I’t might have been interesting to have another psychotic as President but I think Obama will serve a whole second term.

2 November 2012 at 11:08 am

Flames that are produced while some material is burning are hot because the burning process releases lots of energy. And lots of flames you see are the result of that burning process, and that is the reason they are not. That is not induction, but prediction.

It is of course quite possible that you can make something cold that looks like a flame, or even find a burning process that generates very little energy, and will therefore have quite cool flames.

Nevertheless, being burned is not a popular experience so there is no harm in being careful around flames.

2 November 2012 at 12:03 pm

If probability is regarded as the degree of belief or confirmation, basically, this post explains the following intuitions using probability calculus.
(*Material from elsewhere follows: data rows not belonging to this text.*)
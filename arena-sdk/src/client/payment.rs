//! Manual payment endpoints.

use bytes::Bytes;
use reqwest::multipart::{Form, Part};

use super::{ApiClient, ApiError};
use crate::objects::{ManualPaymentReceipt, ManualPaymentRequest, PaymentMethod, UploadedImage};

impl ApiClient {
    /// `GET payments/methods` – list the manual payment methods.
    pub async fn list_payment_methods(&self) -> Result<Vec<PaymentMethod>, ApiError> {
        self.call("payments/methods", |http, url| http.get(url)).await
    }

    /// `POST upload/screenshot` – upload a proof-of-payment image as
    /// multipart field `image`.
    pub async fn upload_screenshot(
        &self,
        file_name: &str,
        mime_type: &str,
        data: Bytes,
    ) -> Result<UploadedImage, ApiError> {
        let part = Part::bytes(data.to_vec())
            .file_name(file_name.to_owned())
            .mime_str(mime_type)
            .map_err(ApiError::Request)?;
        let form = Form::new().part("image", part);

        self.call("upload/screenshot", |http, url| http.post(url).multipart(form))
            .await
    }

    /// `POST payments/manual` – queue a manual payment for verification.
    pub async fn submit_manual_payment(
        &self,
        payment: &ManualPaymentRequest,
    ) -> Result<ManualPaymentReceipt, ApiError> {
        self.call("payments/manual", |http, url| http.post(url).json(payment))
            .await
    }
}
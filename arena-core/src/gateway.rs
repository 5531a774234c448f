//! Network seams used by the flows.
//!
//! [`ApiClient`] implements both traits; tests substitute in-memory fakes.

use arena_sdk::client::{ApiClient, ApiError};
use arena_sdk::objects::{
    ManualPaymentReceipt, ManualPaymentRequest, PaymentMethod, UploadedImage, WalletBalance,
    Withdrawal, WithdrawalRequest,
};
use async_trait::async_trait;

use crate::proof::CapturedImage;

#[async_trait]
pub trait PaymentGateway: Send + Sync {
    async fn list_payment_methods(&self) -> Result<Vec<PaymentMethod>, ApiError>;

    async fn upload_screenshot(&self, image: &CapturedImage) -> Result<UploadedImage, ApiError>;

    async fn submit_manual_payment(
        &self,
        payment: &ManualPaymentRequest,
    ) -> Result<ManualPaymentReceipt, ApiError>;
}

#[async_trait]
pub trait WalletGateway: Send + Sync {
    async fn wallet_balance(&self) -> Result<WalletBalance, ApiError>;

    async fn request_withdrawal(&self, request: &WithdrawalRequest)
    -> Result<Withdrawal, ApiError>;
}

#[async_trait]
impl PaymentGateway for ApiClient {
    async fn list_payment_methods(&self) -> Result<Vec<PaymentMethod>, ApiError> {
        ApiClient::list_payment_methods(self).await
    }

    async fn upload_screenshot(&self, image: &CapturedImage) -> Result<UploadedImage, ApiError> {
        ApiClient::upload_screenshot(self, &image.file_name, &image.mime_type, image.bytes.clone())
            .await
    }

    async fn submit_manual_payment(
        &self,
        payment: &ManualPaymentRequest,
    ) -> Result<ManualPaymentReceipt, ApiError> {
        ApiClient::submit_manual_payment(self, payment).await
    }
}

#[async_trait]
impl WalletGateway for ApiClient {
    async fn wallet_balance(&self) -> Result<WalletBalance, ApiError> {
        ApiClient::wallet_balance(self).await
    }

    async fn request_withdrawal(
        &self,
        request: &WithdrawalRequest,
    ) -> Result<Withdrawal, ApiError> {
        ApiClient::request_withdrawal(self, request).await
    }
}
An extra argument/evidence/information (E) will have no influence on, or strengthen, or weaken the degree of your belief in a certain argument/event (H).

E is called a C-probability argument if it strengthens your belief in H, and a P-probability argument if it increases your degree of belief in H to more than 50%.
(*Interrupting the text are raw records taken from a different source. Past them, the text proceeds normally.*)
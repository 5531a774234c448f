//! HTTP client for the Arena REST API.
//!
//! Gated behind the `client` cargo feature so downstream crates that only
//! need the shared types do not pull in `reqwest`.
//!
//! Every call passes through the [`RequestGovernor`] before it reaches the
//! network and maps the server's status conventions onto [`ApiError`]:
//! `401` discards the stored session token, and `429` clears the
//! governor's window for the endpoint.

mod payment;
mod team;
mod wallet;

pub use reqwest::StatusCode;

use reqwest::{Client, RequestBuilder, Response};
use serde::de::DeserializeOwned;
use tracing::{debug, warn};
use url::Url;

use crate::governor::RequestGovernor;
use crate::objects::ErrorBody;
use crate::session::SessionStore;

/// Shown when the server gives no usable error message.
pub const GENERIC_ERROR_MESSAGE: &str = "Something went wrong. Please try again.";

const ADMISSION_DENIED_MESSAGE: &str = "Too many requests. Please wait a moment and try again.";
const UNAUTHORIZED_MESSAGE: &str = "Your session has expired. Please log in again.";
const THROTTLED_MESSAGE: &str = "The server is busy. Please try again shortly.";
const NETWORK_MESSAGE: &str = "Unable to reach the server. Check your connection and try again.";

/// Errors produced by [`ApiClient`].
#[derive(Debug, thiserror::Error)]
pub enum ApiError {
    /// The local governor refused the call; nothing was sent.
    #[error("request to {endpoint} denied by local rate limit")]
    AdmissionDenied { endpoint: String },

    /// The server rejected the session token (`401`).
    #[error("unauthorized")]
    Unauthorized,

    /// The server is rate limiting this endpoint (`429`).
    #[error("throttled by server on {endpoint}")]
    Throttled {
        endpoint: String,
        message: Option<String>,
    },

    /// Any other non-2xx response.
    #[error("api error: status {status}: {message}")]
    Server { status: StatusCode, message: String },

    /// Transport-level failure (DNS, TLS, connection reset, ...).
    #[error("network error: {0}")]
    Network(#[from] reqwest::Error),

    /// The request could not be built.
    #[error("invalid request: {0}")]
    Request(#[source] reqwest::Error),

    /// Response body could not be deserialized.
    #[error("json error: {0}")]
    Json(#[from] serde_json::Error),

    /// The base URL could not be joined with the endpoint path.
    #[error("invalid url: {0}")]
    Url(#[from] url::ParseError),
}

impl ApiError {
    /// Text a presentation layer should show for this error.
    pub fn user_message(&self) -> String {
        match self {
            ApiError::AdmissionDenied { .. } => ADMISSION_DENIED_MESSAGE.to_string(),
            ApiError::Unauthorized => UNAUTHORIZED_MESSAGE.to_string(),
            ApiError::Throttled { message, .. } => message
                .clone()
                .unwrap_or_else(|| THROTTLED_MESSAGE.to_string()),
            ApiError::Server { message, .. } => message.clone(),
            ApiError::Network(_) => NETWORK_MESSAGE.to_string(),
            ApiError::Request(_) | ApiError::Json(_) | ApiError::Url(_) => {
                GENERIC_ERROR_MESSAGE.to_string()
            }
        }
    }

    /// Whether retrying the same call later may succeed unchanged.
    pub fn is_transient(&self) -> bool {
        matches!(
            self,
            ApiError::AdmissionDenied { .. } | ApiError::Throttled { .. } | ApiError::Network(_)
        )
    }
}

/// Typed HTTP client for the Arena API.
///
/// Cheap to clone: the `reqwest::Client`, governor and session store are
/// all shared handles.
#[derive(Debug, Clone)]
pub struct ApiClient {
    http: Client,
    base_url: Url,
    governor: RequestGovernor,
    session: SessionStore,
}

impl ApiClient {
    /// Create a new `ApiClient`.
    ///
    /// * `base_url` – root URL of the API (e.g. `https://api.example.com/api/`).
    ///   Endpoint paths are resolved relative to it.
    /// * `governor` – the process-wide request governor.
    /// * `session` – where the bearer token is read from and discarded on `401`.
    pub fn new(mut base_url: Url, governor: RequestGovernor, session: SessionStore) -> Self {
        if !base_url.path().ends_with('/') {
            let path = format!("{}/", base_url.path());
            base_url.set_path(&path);
        }
        Self {
            http: Client::new(),
            base_url,
            governor,
            session,
        }
    }

    /// Replace the default `reqwest::Client` with a custom one (e.g. to
    /// configure timeouts or a proxy).
    pub fn with_http_client(mut self, client: Client) -> Self {
        self.http = client;
        self
    }

    pub fn base_url(&self) -> &Url {
        &self.base_url
    }

    pub fn governor(&self) -> &RequestGovernor {
        &self.governor
    }

    pub fn session(&self) -> &SessionStore {
        &self.session
    }

    /// Send a request to `endpoint` and deserialize the JSON response.
    async fn call<T: DeserializeOwned>(
        &self,
        endpoint: &str,
        build: impl FnOnce(&Client, Url) -> RequestBuilder,
    ) -> Result<T, ApiError> {
        let resp = self.dispatch(endpoint, build).await?;
        let bytes = resp.bytes().await?;
        serde_json::from_slice(&bytes).map_err(ApiError::Json)
    }

    /// Send a request to `endpoint`, ignoring any response body.
    async fn call_empty(
        &self,
        endpoint: &str,
        build: impl FnOnce(&Client, Url) -> RequestBuilder,
    ) -> Result<(), ApiError> {
        self.dispatch(endpoint, build).await.map(drop)
    }

    async fn dispatch(
        &self,
        endpoint: &str,
        build: impl FnOnce(&Client, Url) -> RequestBuilder,
    ) -> Result<Response, ApiError> {
        let url = self.base_url.join(endpoint)?;

        if !self.governor.admit(endpoint) {
            return Err(ApiError::AdmissionDenied {
                endpoint: endpoint.to_owned(),
            });
        }

        let mut request = build(&self.http, url);
        if let Some(token) = self.session.token() {
            request = request.bearer_auth(token);
        }

        debug!(endpoint = %endpoint, "sending api request");
        let resp = request.send().await?;
        self.check_status(endpoint, resp).await
    }

    async fn check_status(&self, endpoint: &str, resp: Response) -> Result<Response, ApiError> {
        let status = resp.status();
        if status.is_success() {
            return Ok(resp);
        }

        let body = resp.text().await.unwrap_or_default();
        let message = ErrorBody::message_from(&body);

        if status == StatusCode::UNAUTHORIZED {
            if self.session.invalidate() {
                warn!(endpoint = %endpoint, "session rejected by server, token discarded");
            }
            return Err(ApiError::Unauthorized);
        }

        if status == StatusCode::TOO_MANY_REQUESTS {
            self.governor.report_throttled(endpoint);
            return Err(ApiError::Throttled {
                endpoint: endpoint.to_owned(),
                message,
            });
        }

        warn!(endpoint = %endpoint, status = %status, "api request failed");
        Err(ApiError::Server {
            status,
            message: message.unwrap_or_else(|| GENERIC_ERROR_MESSAGE.to_string()),
        })
    }
}

/// Percent-encode a path segment such as a team id.
fn segment(id: &str) -> std::borrow::Cow<'_, str> {
    urlencoding::encode(id)
}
Loosely speaking, in this case, we know E as positive evidence for H. In a way, E and H are

positivelycorrelated. So, given you know H is true, your degree of belief in E will increase, and vice versa. Given ~H (non H) is true, it will weaken your belief in E. Furthermore, your degree of belief in E given H is true is larger than the one given H is not true.My 2 cents.

2 November 2012 at 12:07 pm

“that is the reason they are not. ” >> that is the reason they are hot.

Sorry.

2 November 2012 at 12:24 pm

@JH

In case of the magician, as soon as he throws hist first tails, it is clear he’s not a magician. Belief is then not lessened, but shattered. And the interesting bit is, that before the throw of the tail, belief was apparently increasing.

Regarding Pr(E| H & K), it is possible to compute this. Nobody would believe you to be a magician, unless you have already thrown quite a lot of heads and no tails at all. Like nobody would believe you if you said a coin with two sides, one of which would be head. If the magician was to supply his own coin, and that coin would have two sides with ‘head’, then it would be very easy to prove one was a magician.

So instead of having just a magician, you have a magician with a verified number of heads and no tails on record. The change of such a person being a magician is easy to calculate, (1/2) to the power of N.

And it would be a good idea to check the coin after each throw, if the other side still is not ‘head’.

2 November 2012 at 1:08 pm

Sander van der Wal,

Indeed, the negative evidence that the magician throws a tail will destroy the belief that he/she is a magician as defined in H by Briggs. In other words, the additional negative evidence has weakened the degree of belief in H (before the throw of tails) to zero.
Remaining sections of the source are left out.